Return only the line containing "use crate::utils::Config;" and each line after it, exactly as written, through the end of the records.

→ Saved data entries:

>>>

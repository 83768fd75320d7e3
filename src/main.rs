use std::path::PathBuf;

use anyhow::{Context, Result};
use clap::{Parser, Subcommand};
use tokio_util::sync::CancellationToken;
use tracing_subscriber::{fmt, EnvFilter};

use streamlens::agent::Agent;
use streamlens::config::Config;

/// Counters monitor for a shared-memory messaging transport.
#[derive(Parser)]
#[command(name = "streamlens", about)]
struct Cli {
    /// Path to the YAML configuration file.
    #[arg(short, long)]
    config: Option<PathBuf>,

    /// Logging verbosity level (trace, debug, info, warn, error).
    /// Overrides the config file when set.
    #[arg(long)]
    log_level: Option<String>,

    #[command(subcommand)]
    command: Option<Command>,
}

#[derive(Subcommand)]
enum Command {
    /// Print version information and exit.
    Version,
}

fn main() -> Result<()> {
    let cli = Cli::parse();

    if let Some(Command::Version) = &cli.command {
        println!("streamlens {}", env!("CARGO_PKG_VERSION"));
        return Ok(());
    }

    let config_path = cli
        .config
        .context("--config is required (use --help for usage)")?;

    let config = Config::load(&config_path)
        .with_context(|| format!("loading config from {}", config_path.display()))?;

    let log_level = cli.log_level.as_deref().unwrap_or(&config.log_level);
    let filter = EnvFilter::try_new(log_level)
        .with_context(|| format!("invalid log level: {log_level}"))?;
    fmt().with_env_filter(filter).with_target(true).init();

    tracing::info!(
        version = env!("CARGO_PKG_VERSION"),
        mode = ?config.mode,
        "starting streamlens",
    );

    let rt = tokio::runtime::Builder::new_multi_thread()
        .enable_all()
        .build()
        .context("building tokio runtime")?;

    rt.block_on(async { run(config).await })
}

async fn run(config: Config) -> Result<()> {
    let cancel = CancellationToken::new();
    let signal_cancel = cancel.clone();

    tokio::spawn(async move {
        let ctrl_c = tokio::signal::ctrl_c();
        let mut sigterm = tokio::signal::unix::signal(tokio::signal::unix::SignalKind::terminate())
            .expect("failed to register SIGTERM handler");

        tokio::select! {
            _ = ctrl_c => {
                tracing::info!("received SIGINT, shutting down");
            }
            _ = sigterm.recv() => {
                tracing::info!("received SIGTERM, shutting down");
            }
        }

        signal_cancel.cancel();
    });

    let mut agent = Agent::new(&config)?;
    agent.run(cancel).await?;

    tracing::info!("streamlens stopped");
    Ok(())
}
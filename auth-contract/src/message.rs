use serde::{Deserialize, Serialize};

/// `{"message": ...}` body used by the JSON endpoints.
#[derive(Deserialize, Serialize, Debug, Clone, PartialEq, Eq)]
pub struct MessageBody {
    pub message: String,
}

impl MessageBody {
    pub fn new(message: impl Into<String>) -> Self {
        Self {
            message: message.into(),
        }
    }
}

/// `{"error": ...}` body used by the session-guarded pages.
#[derive(Deserialize, Serialize, Debug, Clone, PartialEq, Eq)]
pub struct ErrorBody {
    pub error: String,
}

impl ErrorBody {
    pub fn new(error: impl Into<String>) -> Self {
        Self {
            error: error.into(),
        }
    }
}
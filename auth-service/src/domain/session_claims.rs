use serde::{Deserialize, Serialize};

/// JWT payload of a session token. Timestamps are UTC epoch seconds.
#[derive(Debug, Clone, Serialize, Deserialize, PartialEq, Eq)]
pub struct SessionClaims {
    pub sub: i64, // identity id
    pub iat: i64,
    pub exp: i64,
}
use std::sync::Arc;

use crate::services::TokenVerifier;
use crate::utils::Config;

pub type TokenVerifierType = Arc<dyn TokenVerifier>;
pub type ConfigType = Arc<Config>;

#[derive(Clone)]
pub struct AppState {
    pub verifier: TokenVerifierType,
    pub config: ConfigType,
}

impl AppState {
    pub fn new(verifier: TokenVerifierType, config: ConfigType) -> Self {
        Self { verifier, config }
    }
}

<<<

→ Answer section:
use crate::utils::Config;

pub type TokenVerifierType = Arc<dyn TokenVerifier>;
pub type ConfigType = Arc<Config>;

#[derive(Clone)]
pub struct AppState {
    pub verifier: TokenVerifierType,
    pub config: ConfigType,
}

impl AppState {
    pub fn new(verifier: TokenVerifierType, config: ConfigType) -> Self {
        Self { verifier, config }
    }
}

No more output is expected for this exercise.